We first visited NYC in 2006 with my brother and my cousin. The four of us squeezed into the Civic for the 14 hour overnight drive. Your knees were pretty much at your chin. I can still see my brother wearing headphones and headbanging to metal all the way up I-81 through Virginia.

When we first moved to NYC, we didn’t take any vehicle with us. That lasted less than a year. I flew back, drove the Honda to NYC, and became one of the car-driving elite. We would bundle into the car with friends, go hiking in New Jersey or skiing in Pennsylvania or Vermont, and be back by Monday.

On one of these trips to the Catskills, I was pulled over at a checkpoint. The nice police lady asked me where I was headed.

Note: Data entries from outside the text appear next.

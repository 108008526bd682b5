use bytemuck::Zeroable;
use quadwarp::utils::{Affine2, Position, Rectangle, Size};
use quadwarp::{
    build_quad_indices, pack_sprite, pack_tint, unpack_tint, BilinearVertex, SpriteInstance,
    VERTEX_SCALARS,
};

fn zeroed_records(n: usize) -> Vec<BilinearVertex> {
    vec![BilinearVertex::zeroed(); n]
}

fn test_sprite() -> SpriteInstance {
    SpriteInstance {
        corners: [
            Position::new(0.0, 0.0),
            Position::new(10.0, 0.0),
            Position::new(10.0, 10.0),
            Position::new(0.0, 10.0),
        ],
        frame: Rectangle::new(0.0, 0.0, 1.0, 1.0),
        trans: Affine2::IDENTITY,
        tint: 0xFFFF_FFFF,
        orig_size: Size {
            width: 10.0,
            height: 10.0,
        },
        texture: uuid::Uuid::new_v4(),
    }
}

#[test]
fn record_is_56_bytes_with_spec_offsets() {
    assert_eq!(std::mem::size_of::<BilinearVertex>(), 56);
    assert_eq!(VERTEX_SCALARS * 4, 56);

    let desc = BilinearVertex::desc();
    assert_eq!(desc.array_stride, 56);
    let offsets: Vec<u64> = desc.attributes.iter().map(|a| a.offset).collect();
    assert_eq!(offsets, vec![0, 8, 20, 32, 48, 52]);
}

#[test]
fn packs_four_records_per_sprite() {
    let sprite = test_sprite();
    let mut out = zeroed_records(8);

    let next = pack_sprite(&mut out, 0, &sprite, 0);
    assert_eq!(next, 4, "one sprite advances the offset by four records");
    assert_eq!(
        next * VERTEX_SCALARS,
        56,
        "four records span 56 scalar slots"
    );

    let expected_positions = [[0.0, 0.0], [10.0, 0.0], [10.0, 10.0], [0.0, 10.0]];
    for (i, v) in out[..4].iter().enumerate() {
        assert_eq!(v.position, expected_positions[i]);
        assert_eq!(v.trans1, [1.0, 0.0, 0.0], "identity x row is (a, c, tx)");
        assert_eq!(v.trans2, [0.0, 1.0, 0.0], "identity y row is (b, d, ty)");
        assert_eq!(v.frame, [0.0, 0.0, 1.0, 1.0]);
        assert_eq!(v.color, 0xFFFF_FFFF);
        assert_eq!(v.texture_id, 0.0);
    }

    // A second sprite starts exactly where the first ended.
    let after = pack_sprite(&mut out, next, &test_sprite(), 0);
    assert_eq!(after, 8);
    assert_eq!(out[4].position, [0.0, 0.0]);
    assert_eq!(out[7].position, [0.0, 10.0]);
}

#[test]
fn color_field_shares_bytes_with_unorm_view() {
    let mut sprite = test_sprite();
    sprite.tint = pack_tint([1.0, 0.5, 0.0], 1.0);

    let mut out = zeroed_records(4);
    pack_sprite(&mut out, 0, &sprite, 0);

    // The u32 field and the GPU's Unorm8x4 view must agree byte for byte:
    // red in byte 0, alpha in byte 3 at offset 48.
    let bytes: &[u8] = bytemuck::cast_slice(&out[..1]);
    assert_eq!(&bytes[48..52], &[255, 128, 0, 255]);
}

#[test]
fn tint_packs_premultiplied() {
    let tint = pack_tint([1.0, 0.5, 0.0], 0.5);
    let unpacked = unpack_tint(tint);
    assert!((unpacked[0] - 0.5).abs() < 2.0 / 255.0, "red premultiplied");
    assert!((unpacked[1] - 0.25).abs() < 2.0 / 255.0, "green premultiplied");
    assert_eq!(unpacked[2], 0.0);
    assert!((unpacked[3] - 0.5).abs() < 2.0 / 255.0, "alpha untouched");
}

#[test]
fn indices_pair_two_triangles_per_quad() {
    assert_eq!(build_quad_indices(1), vec![0, 1, 2, 0, 2, 3]);
    assert_eq!(
        build_quad_indices(2),
        vec![0, 1, 2, 0, 2, 3, 4, 5, 6, 4, 6, 7]
    );
    // Record-count invariant: every quad owns exactly four records.
    assert_eq!(build_quad_indices(100).len(), 600);
}

#[test]
fn frame_bounds_pack_as_min_max() {
    let mut sprite = test_sprite();
    sprite.frame = Rectangle::new(0.25, 0.5, 0.5, 0.25);
    let mut out = zeroed_records(4);
    pack_sprite(&mut out, 0, &sprite, 0);
    assert_eq!(out[0].frame, [0.25, 0.5, 0.75, 0.75]);
}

“That way.” I pointed ahead.

“And where are you traveling from?”

“That way.” I pointed behind me.

“Have you had anything to drink?”

“Yep, we just ate a huge meal after a hike.”

“What did you drink?”

“Water.”

“… You learned that in Tennessee didn’t you.” (I still had Tennessee plates at this point.)

She waved me on.

My brother in the back-seat nearly died laughing as soon as we pulled away. He couldn’t decide if I was stupid or just trolling her.

One thing about this car that was great is that it was so basic. There was no power steering, no power windows, and a stick shift. There simply wasn’t much that could go wrong with this car. Of course, that had a downside, too. If I left my lights on, it didn’t beep to remind me to turn them off. So leave them on I did. I’ve been jumped off by nearly all of my co-workers, police, state troopers, National Park foresters, and random people in parking lots all over the country.

Since Brian left the headlights on, we need assistance.

We drove it to Portland, Maine several times to visit friends in both Portland and Boston. I don’t have many pictures of the car for these trips because the car was the means, not the destination. Still, occasionally there it is, in the background (hi C and M!).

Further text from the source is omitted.